**** EXERCISE MATERIALS ****
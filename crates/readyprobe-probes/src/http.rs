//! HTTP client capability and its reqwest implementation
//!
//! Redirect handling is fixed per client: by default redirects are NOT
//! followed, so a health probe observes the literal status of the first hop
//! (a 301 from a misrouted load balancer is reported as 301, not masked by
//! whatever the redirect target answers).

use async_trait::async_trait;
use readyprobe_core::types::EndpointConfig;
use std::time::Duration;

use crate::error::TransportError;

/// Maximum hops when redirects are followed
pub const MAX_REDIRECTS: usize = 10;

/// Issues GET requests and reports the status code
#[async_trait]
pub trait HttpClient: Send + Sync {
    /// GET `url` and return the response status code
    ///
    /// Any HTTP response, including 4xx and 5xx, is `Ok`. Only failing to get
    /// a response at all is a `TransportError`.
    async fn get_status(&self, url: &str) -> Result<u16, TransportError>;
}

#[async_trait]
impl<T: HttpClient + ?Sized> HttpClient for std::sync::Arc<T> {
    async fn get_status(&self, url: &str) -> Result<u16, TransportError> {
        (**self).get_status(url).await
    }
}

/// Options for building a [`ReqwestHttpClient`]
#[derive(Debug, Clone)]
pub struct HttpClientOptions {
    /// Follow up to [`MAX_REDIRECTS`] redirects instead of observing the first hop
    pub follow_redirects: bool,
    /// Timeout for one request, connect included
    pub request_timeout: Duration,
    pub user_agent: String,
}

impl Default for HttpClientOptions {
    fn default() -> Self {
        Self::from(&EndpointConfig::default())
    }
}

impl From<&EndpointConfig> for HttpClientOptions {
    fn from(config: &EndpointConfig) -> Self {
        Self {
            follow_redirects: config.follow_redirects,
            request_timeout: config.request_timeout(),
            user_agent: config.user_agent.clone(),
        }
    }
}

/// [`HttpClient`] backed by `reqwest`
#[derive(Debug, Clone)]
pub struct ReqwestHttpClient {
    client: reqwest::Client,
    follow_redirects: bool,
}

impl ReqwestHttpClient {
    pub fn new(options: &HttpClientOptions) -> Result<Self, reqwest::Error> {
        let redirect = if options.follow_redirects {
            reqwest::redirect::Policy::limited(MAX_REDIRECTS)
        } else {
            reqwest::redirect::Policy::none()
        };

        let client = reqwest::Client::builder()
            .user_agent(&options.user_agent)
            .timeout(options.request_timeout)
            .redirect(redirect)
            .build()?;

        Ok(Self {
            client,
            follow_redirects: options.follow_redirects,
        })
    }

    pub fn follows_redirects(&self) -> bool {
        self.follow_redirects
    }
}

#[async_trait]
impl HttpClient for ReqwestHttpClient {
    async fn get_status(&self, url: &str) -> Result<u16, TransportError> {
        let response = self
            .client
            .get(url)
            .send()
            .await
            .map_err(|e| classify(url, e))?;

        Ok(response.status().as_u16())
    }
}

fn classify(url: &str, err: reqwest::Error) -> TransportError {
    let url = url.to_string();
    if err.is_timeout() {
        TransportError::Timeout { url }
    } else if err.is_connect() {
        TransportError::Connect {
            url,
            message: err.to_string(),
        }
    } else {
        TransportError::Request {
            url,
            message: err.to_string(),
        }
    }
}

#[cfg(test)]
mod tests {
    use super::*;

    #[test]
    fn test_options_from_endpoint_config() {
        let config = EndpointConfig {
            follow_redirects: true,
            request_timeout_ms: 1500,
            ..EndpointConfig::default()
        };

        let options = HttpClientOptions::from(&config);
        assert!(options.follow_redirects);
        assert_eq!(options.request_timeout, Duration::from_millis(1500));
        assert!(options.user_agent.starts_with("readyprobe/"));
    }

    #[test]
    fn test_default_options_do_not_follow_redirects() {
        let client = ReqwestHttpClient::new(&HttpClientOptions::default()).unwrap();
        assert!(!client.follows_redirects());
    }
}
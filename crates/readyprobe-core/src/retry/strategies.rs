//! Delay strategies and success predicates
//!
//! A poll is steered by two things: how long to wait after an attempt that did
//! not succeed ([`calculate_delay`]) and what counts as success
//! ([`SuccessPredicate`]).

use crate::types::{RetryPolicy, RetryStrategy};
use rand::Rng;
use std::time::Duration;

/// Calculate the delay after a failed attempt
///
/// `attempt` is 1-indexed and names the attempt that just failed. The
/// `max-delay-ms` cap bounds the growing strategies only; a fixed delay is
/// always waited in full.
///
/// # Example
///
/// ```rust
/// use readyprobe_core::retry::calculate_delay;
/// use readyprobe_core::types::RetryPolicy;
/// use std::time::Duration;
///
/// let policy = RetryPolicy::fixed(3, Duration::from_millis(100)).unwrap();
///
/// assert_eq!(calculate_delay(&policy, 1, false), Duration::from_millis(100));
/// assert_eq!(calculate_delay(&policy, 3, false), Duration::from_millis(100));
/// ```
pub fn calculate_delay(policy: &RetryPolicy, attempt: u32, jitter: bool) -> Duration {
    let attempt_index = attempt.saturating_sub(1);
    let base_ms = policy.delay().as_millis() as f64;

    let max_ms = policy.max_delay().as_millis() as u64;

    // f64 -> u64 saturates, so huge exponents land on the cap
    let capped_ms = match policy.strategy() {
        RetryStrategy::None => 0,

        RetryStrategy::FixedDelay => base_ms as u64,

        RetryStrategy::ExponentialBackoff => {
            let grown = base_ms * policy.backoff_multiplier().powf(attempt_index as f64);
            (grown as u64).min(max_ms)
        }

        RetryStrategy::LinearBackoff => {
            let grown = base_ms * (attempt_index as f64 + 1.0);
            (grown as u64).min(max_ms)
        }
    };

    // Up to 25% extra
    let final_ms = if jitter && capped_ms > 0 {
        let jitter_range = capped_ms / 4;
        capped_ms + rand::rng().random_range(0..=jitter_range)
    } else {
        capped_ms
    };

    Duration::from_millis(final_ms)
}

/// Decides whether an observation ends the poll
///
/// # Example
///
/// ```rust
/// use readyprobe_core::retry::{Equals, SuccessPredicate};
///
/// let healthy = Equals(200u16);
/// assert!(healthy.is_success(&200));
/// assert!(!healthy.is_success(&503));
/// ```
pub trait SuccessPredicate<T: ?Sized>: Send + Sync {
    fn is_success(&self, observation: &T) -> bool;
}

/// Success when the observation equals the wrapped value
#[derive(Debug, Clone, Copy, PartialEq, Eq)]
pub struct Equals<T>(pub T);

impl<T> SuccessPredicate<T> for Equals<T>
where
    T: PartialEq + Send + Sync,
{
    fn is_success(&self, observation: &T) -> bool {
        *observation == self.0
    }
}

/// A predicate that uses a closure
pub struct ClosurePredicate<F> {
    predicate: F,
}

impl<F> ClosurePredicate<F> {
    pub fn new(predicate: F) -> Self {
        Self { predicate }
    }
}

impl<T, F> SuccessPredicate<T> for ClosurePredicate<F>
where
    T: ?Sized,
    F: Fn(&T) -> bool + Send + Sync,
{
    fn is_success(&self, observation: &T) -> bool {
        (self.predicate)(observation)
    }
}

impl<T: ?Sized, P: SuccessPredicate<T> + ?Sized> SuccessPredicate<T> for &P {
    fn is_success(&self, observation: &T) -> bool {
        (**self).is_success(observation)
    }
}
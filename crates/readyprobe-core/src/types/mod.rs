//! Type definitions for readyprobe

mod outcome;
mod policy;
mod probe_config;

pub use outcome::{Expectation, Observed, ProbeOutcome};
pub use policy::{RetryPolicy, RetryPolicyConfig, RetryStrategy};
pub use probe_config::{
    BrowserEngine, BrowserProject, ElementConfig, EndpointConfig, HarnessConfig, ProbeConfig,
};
****
» WORK ITEM
Reproduce each entry from the records above, character for character.

» EXERCISE ANSWER
filename crates/readyprobe-probes/src/http.rs
//! HTTP client capability and its reqwest implementation
//!
//! Redirect handling is fixed per client: by default redirects are NOT
//! followed, so a health probe observes the literal status of the first hop
//! (a 301 from a misrouted load balancer is reported as 301, not masked by
//! whatever the redirect target answers).

use async_trait::async_trait;
use readyprobe_core::types::EndpointConfig;
use std::time::Duration;

use crate::error::TransportError;

/// Maximum hops when redirects are followed
pub const MAX_REDIRECTS: usize = 10;

/// Issues GET requests and reports the status code
#[async_trait]
pub trait HttpClient: Send + Sync {
    /// GET `url` and return the response status code
    ///
    /// Any HTTP response, including 4xx and 5xx, is `Ok`. Only failing to get
    /// a response at all is a `TransportError`.
    async fn get_status(&self, url: &str) -> Result<u16, TransportError>;
}

#[async_trait]
impl<T: HttpClient + ?Sized> HttpClient for std::sync::Arc<T> {
    async fn get_status(&self, url: &str) -> Result<u16, TransportError> {
        (**self).get_status(url).await
    }
}

/// Options for building a [`ReqwestHttpClient`]
#[derive(Debug, Clone)]
pub struct HttpClientOptions {
    /// Follow up to [`MAX_REDIRECTS`] redirects instead of observing the first hop
    pub follow_redirects: bool,
    /// Timeout for one request, connect included
    pub request_timeout: Duration,
    pub user_agent: String,
}

impl Default for HttpClientOptions {
    fn default() -> Self {
        Self::from(&EndpointConfig::default())
    }
}

impl From<&EndpointConfig> for HttpClientOptions {
    fn from(config: &EndpointConfig) -> Self {
        Self {
            follow_redirects: config.follow_redirects,
            request_timeout: config.request_timeout(),
            user_agent: config.user_agent.clone(),
        }
    }
}

/// [`HttpClient`] backed by `reqwest`
#[derive(Debug, Clone)]
pub struct ReqwestHttpClient {
    client: reqwest::Client,
    follow_redirects: bool,
}

impl ReqwestHttpClient {
    pub fn new(options: &HttpClientOptions) -> Result<Self, reqwest::Error> {
        let redirect = if options.follow_redirects {
            reqwest::redirect::Policy::limited(MAX_REDIRECTS)
        } else {
            reqwest::redirect::Policy::none()
        };

        let client = reqwest::Client::builder()
            .user_agent(&options.user_agent)
            .timeout(options.request_timeout)
            .redirect(redirect)
            .build()?;

        Ok(Self {
            client,
            follow_redirects: options.follow_redirects,
        })
    }

    pub fn follows_redirects(&self) -> bool {
        self.follow_redirects
    }
}

#[async_trait]
impl HttpClient for ReqwestHttpClient {
    async fn get_status(&self, url: &str) -> Result<u16, TransportError> {
        let response = self
            .client
            .get(url)
            .send()
            .await
            .map_err(|e| classify(url, e))?;

        Ok(response.status().as_u16())
    }
}

fn classify(url: &str, err: reqwest::Error) -> TransportError {
    let url = url.to_string();
    if err.is_timeout() {
        TransportError::Timeout { url }
    } else if err.is_connect() {
        TransportError::Connect {
            url,
            message: err.to_string(),
        }
    } else {
        TransportError::Request {
            url,
            message: err.to_string(),
        }
    }
}

#[cfg(test)]
mod tests {
    use super::*;

    #[test]
    fn test_options_from_endpoint_config() {
        let config = EndpointConfig {
            follow_redirects: true,
            request_timeout_ms: 1500,
            ..EndpointConfig::default()
        };

        let options = HttpClientOptions::from(&config);
        assert!(options.follow_redirects);
        assert_eq!(options.request_timeout, Duration::from_millis(1500));
        assert!(options.user_agent.starts_with("readyprobe/"));
    }

    #[test]
    fn test_default_options_do_not_follow_redirects() {
        let client = ReqwestHttpClient::new(&HttpClientOptions::default()).unwrap();
        assert!(!client.follows_redirects());
    }
}
filename crates/readyprobe-core/src/retry/strategies.rs
//! Delay strategies and success predicates
//!
//! A poll is steered by two things: how long to wait after an attempt that did
//! not succeed ([`calculate_delay`]) and what counts as success
//! ([`SuccessPredicate`]).

use crate::types::{RetryPolicy, RetryStrategy};
use rand::Rng;
use std::time::Duration;

/// Calculate the delay after a failed attempt
///
/// `attempt` is 1-indexed and names the attempt that just failed. The
/// `max-delay-ms` cap bounds the growing strategies only; a fixed delay is
/// always waited in full.
///
/// # Example
///
/// ```rust
/// use readyprobe_core::retry::calculate_delay;
/// use readyprobe_core::types::RetryPolicy;
/// use std::time::Duration;
///
/// let policy = RetryPolicy::fixed(3, Duration::from_millis(100)).unwrap();
///
/// assert_eq!(calculate_delay(&policy, 1, false), Duration::from_millis(100));
/// assert_eq!(calculate_delay(&policy, 3, false), Duration::from_millis(100));
/// ```
pub fn calculate_delay(policy: &RetryPolicy, attempt: u32, jitter: bool) -> Duration {
    let attempt_index = attempt.saturating_sub(1);
    let base_ms = policy.delay().as_millis() as f64;

    let max_ms = policy.max_delay().as_millis() as u64;

    // f64 -> u64 saturates, so huge exponents land on the cap
    let capped_ms = match policy.strategy() {
        RetryStrategy::None => 0,

        RetryStrategy::FixedDelay => base_ms as u64,

        RetryStrategy::ExponentialBackoff => {
            let grown = base_ms * policy.backoff_multiplier().powf(attempt_index as f64);
            (grown as u64).min(max_ms)
        }

        RetryStrategy::LinearBackoff => {
            let grown = base_ms * (attempt_index as f64 + 1.0);
            (grown as u64).min(max_ms)
        }
    };

    // Up to 25% extra
    let final_ms = if jitter && capped_ms > 0 {
        let jitter_range = capped_ms / 4;
        capped_ms + rand::rng().random_range(0..=jitter_range)
    } else {
        capped_ms
    };

    Duration::from_millis(final_ms)
}

/// Decides whether an observation ends the poll
///
/// # Example
///
/// ```rust
/// use readyprobe_core::retry::{Equals, SuccessPredicate};
///
/// let healthy = Equals(200u16);
/// assert!(healthy.is_success(&200));
/// assert!(!healthy.is_success(&503));
/// ```
pub trait SuccessPredicate<T: ?Sized>: Send + Sync {
    fn is_success(&self, observation: &T) -> bool;
}

/// Success when the observation equals the wrapped value
#[derive(Debug, Clone, Copy, PartialEq, Eq)]
pub struct Equals<T>(pub T);

impl<T> SuccessPredicate<T> for Equals<T>
where
    T: PartialEq + Send + Sync,
{
    fn is_success(&self, observation: &T) -> bool {
        *observation == self.0
    }
}

/// A predicate that uses a closure
pub struct ClosurePredicate<F> {
    predicate: F,
}

impl<F> ClosurePredicate<F> {
    pub fn new(predicate: F) -> Self {
        Self { predicate }
    }
}

impl<T, F> SuccessPredicate<T> for ClosurePredicate<F>
where
    T: ?Sized,
    F: Fn(&T) -> bool + Send + Sync,
{
    fn is_success(&self, observation: &T) -> bool {
        (self.predicate)(observation)
    }
}

impl<T: ?Sized, P: SuccessPredicate<T> + ?Sized> SuccessPredicate<T> for &P {
    fn is_success(&self, observation: &T) -> bool {
        (**self).is_success(observation)
    }
}
filename crates/readyprobe-core/src/types/mod.rs
//! Type definitions for readyprobe

mod outcome;
mod policy;
mod probe_config;

pub use outcome::{Expectation, Observed, ProbeOutcome};
pub use policy::{RetryPolicy, RetryPolicyConfig, RetryStrategy};
pub use probe_config::{
    BrowserEngine, BrowserProject, ElementConfig, EndpointConfig, HarnessConfig, ProbeConfig,
};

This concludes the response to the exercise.